● **Material supplied**:
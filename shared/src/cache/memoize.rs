//! Function-result memoization on top of [`CacheManager`].
//!
//! Keys have the form `"{prefix}:{function}:{hash}"` where `hash` is the first
//! 8 hex characters of the SHA-256 digest of the arguments' canonical JSON
//! (object keys sorted). Eight hex characters is only 32 bits: distinct
//! argument sets collide with birthday-bound probability.

use super::manager::CacheManager;
use serde::de::DeserializeOwned;
use serde::Serialize;
use sha2::{Digest, Sha256};
use std::time::Duration;

/// Prefix used when none is configured.
pub const DEFAULT_KEY_PREFIX: &str = "cache";

/// Default memoization TTL (5 minutes).
pub const DEFAULT_MEMO_TTL: Duration = Duration::from_secs(300);

const HASH_LEN: usize = 8;

/// Builds the cache key for a call of `function` with `args`.
///
/// ```
/// use serde_json::json;
/// use shared::cache::cache_key;
///
/// let a = cache_key("tenants::get", &json!({"b": 1, "a": 2}), None);
/// let b = cache_key("tenants::get", &json!({"a": 2, "b": 1}), None);
/// assert_eq!(a, b);
/// assert!(a.starts_with("cache:tenants::get:"));
/// assert_eq!(a.rsplit(':').next().unwrap().len(), 8);
/// ```
#[must_use]
pub fn cache_key<A: Serialize + ?Sized>(function: &str, args: &A, prefix: Option<&str>) -> String {
    let prefix = prefix.unwrap_or(DEFAULT_KEY_PREFIX);
    format!("{prefix}:{function}:{}", args_digest(args))
}

/// Canonical JSON of the arguments. `serde_json::Value` keeps object keys
/// in sorted order, so map and struct arguments serialize deterministically.
fn canonical_json<A: Serialize + ?Sized>(args: &A) -> String {
    serde_json::to_value(args).map_or_else(|_| "null".to_string(), |v| v.to_string())
}

fn args_digest<A: Serialize + ?Sized>(args: &A) -> String {
    let digest = Sha256::digest(canonical_json(args).as_bytes());
    let mut hex = hex::encode(digest);
    hex.truncate(HASH_LEN);
    hex
}

/// A memoized call site.
///
/// # Example
///
/// ```
/// use shared::cache::{CacheManager, Memoized};
/// use std::cell::Cell;
///
/// let cache = CacheManager::local();
/// let calls = Cell::new(0);
/// let lookup = Memoized::new(&cache, "users::roles").key_prefix("user");
///
/// let expensive = |id: u32| {
///     calls.set(calls.get() + 1);
///     vec![format!("role-{id}")]
/// };
///
/// let first: Vec<String> = lookup.call(&(7,), || expensive(7));
/// let second: Vec<String> = lookup.call(&(7,), || expensive(7));
///
/// assert_eq!(first, second);
/// assert_eq!(calls.get(), 1);
/// ```
#[derive(Debug, Clone)]
pub struct Memoized<'a> {
    cache: &'a CacheManager,
    function: String,
    ttl: Duration,
    prefix: Option<String>,
}

impl<'a> Memoized<'a> {
    /// Creates a memoized call site for `function` (a fully qualified name).
    #[must_use]
    pub fn new(cache: &'a CacheManager, function: impl Into<String>) -> Self {
        Self {
            cache,
            function: function.into(),
            ttl: DEFAULT_MEMO_TTL,
            prefix: None,
        }
    }

    /// Sets the TTL of stored results.
    #[must_use]
    pub fn ttl(mut self, ttl: Duration) -> Self {
        self.ttl = ttl;
        self
    }

    /// Sets the key prefix (defaults to `"cache"`).
    #[must_use]
    pub fn key_prefix(mut self, prefix: impl Into<String>) -> Self {
        self.prefix = Some(prefix.into());
        self
    }

    /// Returns the cache key used for `args`.
    #[must_use]
    pub fn key_for<A: Serialize + ?Sized>(&self, args: &A) -> String {
        cache_key(&self.function, args, self.prefix.as_deref())
    }

    /// Returns the cached result for `args`, or runs `f` and caches its result.
    pub fn call<A, T, F>(&self, args: &A, f: F) -> T
    where
        A: Serialize + ?Sized,
        T: Serialize + DeserializeOwned,
        F: FnOnce() -> T,
    {
        let key = self.key_for(args);
        if let Some(hit) = self.lookup(&key) {
            return hit;
        }

        let value = f();
        self.cache.set(&key, &value, Some(self.ttl));
        value
    }

    /// Like [`call`](Self::call) for fallible functions; only `Ok` results
    /// are cached.
    ///
    /// # Errors
    ///
    /// Returns the error produced by `f` unchanged.
    pub fn try_call<A, T, E, F>(&self, args: &A, f: F) -> Result<T, E>
    where
        A: Serialize + ?Sized,
        T: Serialize + DeserializeOwned,
        F: FnOnce() -> Result<T, E>,
    {
        let key = self.key_for(args);
        if let Some(hit) = self.lookup(&key) {
            return Ok(hit);
        }

        let value = f()?;
        self.cache.set(&key, &value, Some(self.ttl));
        Ok(value)
    }

    fn lookup<T: DeserializeOwned>(&self, key: &str) -> Option<T> {
        match self.cache.try_get::<T>(key) {
            Ok(Some(hit)) => {
                tracing::trace!(key = %key, "memoized hit");
                Some(hit)
            }
            Ok(None) => None,
            Err(e) => {
                tracing::warn!(
                    component = "memoize",
                    key = %key,
                    error = %e,
                    "Ignoring unreadable memoized value"
                );
                None
            }
        }
    }
}

/// Runs `f`, then deletes cache entries matching `pattern` whatever `f` returned.
///
/// ```
/// use shared::cache::{invalidate_after, CacheManager};
///
/// let cache = CacheManager::local();
/// cache.set("tenant:acme", &"stale", None);
///
/// let result: Result<(), String> = invalidate_after(&cache, "tenant:acme", || {
///     Err("update failed".to_string())
/// });
///
/// assert!(result.is_err());
/// assert!(!cache.exists("tenant:acme"));
/// ```
pub fn invalidate_after<R>(cache: &CacheManager, pattern: &str, f: impl FnOnce() -> R) -> R {
    let result = f();
    let removed = cache.delete_pattern(pattern);
    tracing::debug!(pattern = %pattern, removed, "Invalidated cache after call");
    result
}

/// Creates a [`Memoized`] named after the calling module and the given identifier.
///
/// ```
/// use shared::cache::CacheManager;
/// use shared::memoized;
///
/// let cache = CacheManager::local();
/// let m = memoized!(&cache, tenant_stats);
/// assert!(m.key_for(&("acme",)).contains("::tenant_stats:"));
/// ```
#[macro_export]
macro_rules! memoized {
    ($cache:expr, $name:ident) => {
        $crate::cache::Memoized::new($cache, concat!(module_path!(), "::", stringify!($name)))
    };
}
//! Caching layer.
//!
//! [`CacheManager`] prefers Redis and falls back to an in-process store when
//! Redis is disabled or unreachable. [`Memoized`] and [`invalidate_after`]
//! wrap function calls with result caching and invalidation.

pub mod local;
pub mod manager;
pub mod memoize;
pub mod redis_store;
pub mod store;

pub use local::LocalStore;
pub use manager::CacheManager;
pub use memoize::{cache_key, invalidate_after, Memoized, DEFAULT_KEY_PREFIX, DEFAULT_MEMO_TTL};
pub use redis_store::RedisStore;
pub use store::{CacheBackendKind, CacheError, CacheStore};
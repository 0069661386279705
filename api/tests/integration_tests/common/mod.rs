//! Common test utilities and helpers for integration tests.
//!
//! This module provides shared functionality used across all integration tests,
//! including test app setup and HTTP request helpers.

use api::{create_router, AppState};
use axum::body::Body;
use axum::http::{header, Request, StatusCode};
use axum::Router;
use http_body_util::BodyExt;
use serde_json::{json, Value};

/// Creates a test router with a fresh in-process cache and repository.
///
/// # Returns
///
/// A tuple containing the configured router and the app state.
pub fn test_app() -> (Router, AppState) {
    let state = AppState::with_in_memory_store();
    let router = create_router(state.clone());
    (router, state)
}

/// Returns a valid tenant creation payload.
pub fn tenant_payload(name: &str) -> Value {
    json!({
        "name": name,
        "display_name": format!("{name} council"),
        "domain": format!("{name}.cap.local"),
        "admin_email": format!("admin@{name}.org"),
        "plan": "professional"
    })
}

async fn send(app: Router, request: Request<Body>) -> (StatusCode, Value) {
    let response = tower::ServiceExt::oneshot(app, request).await.unwrap();

    let status = response.status();
    let body_bytes = response.into_body().collect().await.unwrap().to_bytes();
    let json: Value = serde_json::from_slice(&body_bytes).unwrap_or(Value::Null);

    (status, json)
}

/// Helper to make a POST request with JSON body.
pub async fn post_json(app: Router, uri: &str, body: Value) -> (StatusCode, Value) {
    send(
        app,
        Request::builder()
            .method("POST")
            .uri(uri)
            .header(header::CONTENT_TYPE, "application/json")
            .body(Body::from(serde_json::to_string(&body).unwrap()))
            .unwrap(),
    )
    .await
}

/// Helper to make a POST request with an unparsed body.
pub async fn post_raw(app: Router, uri: &str, body: &str) -> (StatusCode, Value) {
    send(
        app,
        Request::builder()
            .method("POST")
            .uri(uri)
            .header(header::CONTENT_TYPE, "application/json")
            .body(Body::from(body.to_string()))
            .unwrap(),
    )
    .await
}

/// Helper to make a PATCH request with JSON body.
pub async fn patch_json(app: Router, uri: &str, body: Value) -> (StatusCode, Value) {
    send(
        app,
        Request::builder()
            .method("PATCH")
            .uri(uri)
            .header(header::CONTENT_TYPE, "application/json")
            .body(Body::from(serde_json::to_string(&body).unwrap()))
            .unwrap(),
    )
    .await
}

/// Helper to make a GET request.
pub async fn get(app: Router, uri: &str) -> (StatusCode, Value) {
    send(
        app,
        Request::builder()
            .method("GET")
            .uri(uri)
            .body(Body::empty())
            .unwrap(),
    )
    .await
}
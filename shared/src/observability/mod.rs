//! Observability stack.
//!
//! Provides structured logging, buffered metric collection and manual span
//! tracing.
//!
//! ```
//! use shared::observability::{InMemorySink, MetricsCollector, Tracer};
//! use std::sync::Arc;
//!
//! let sink = Arc::new(InMemorySink::new());
//! let metrics = MetricsCollector::new("cap").with_sink(sink.clone());
//! metrics.counter("api.request", 1.0, &[("method", "GET")]);
//! metrics.flush();
//! assert_eq!(sink.len(), 1);
//!
//! let tracer = Tracer::new();
//! {
//!     let _span = tracer.span("database_query", &[]);
//! }
//! assert_eq!(tracer.trace_context().span_count, 1);
//! ```

pub mod logging;
pub mod metrics;
pub mod tracer;

pub use logging::{init_logging, LoggingError, ServiceLogger};
pub use metrics::{InMemorySink, LogSink, MetricSink, MetricsCollector, TimingGuard};
pub use tracer::{ActiveSpan, Tracer};

/// Returns the last path segment of a type's name, without generics
/// (e.g. `std::io::error::Error` becomes `Error`).
pub(crate) fn short_type_name<T: ?Sized>() -> &'static str {
    let full = std::any::type_name::<T>();
    let base = full.split('<').next().unwrap_or(full);
    base.rsplit("::").next().unwrap_or(base)
}

#[cfg(test)]
mod tests {
    use super::short_type_name;

    #[test]
    fn test_short_type_name() {
        assert_eq!(short_type_name::<std::io::Error>(), "Error");
        assert_eq!(short_type_name::<std::num::ParseIntError>(), "ParseIntError");
        assert_eq!(short_type_name::<Box<dyn std::error::Error>>(), "Box");
        assert_eq!(short_type_name::<String>(), "String");
    }
}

● **What you need to do**:
From the top of the material above, please transcribe each line exactly. Include the line with "arguments' canonical JSON" and end there.

● **Your solution**:
filename shared/src/cache/memoize.rs
//! Function-result memoization on top of [`CacheManager`].
//!
//! Keys have the form `"{prefix}:{function}:{hash}"` where `hash` is the first
//! 8 hex characters of the SHA-256 digest of the arguments' canonical JSON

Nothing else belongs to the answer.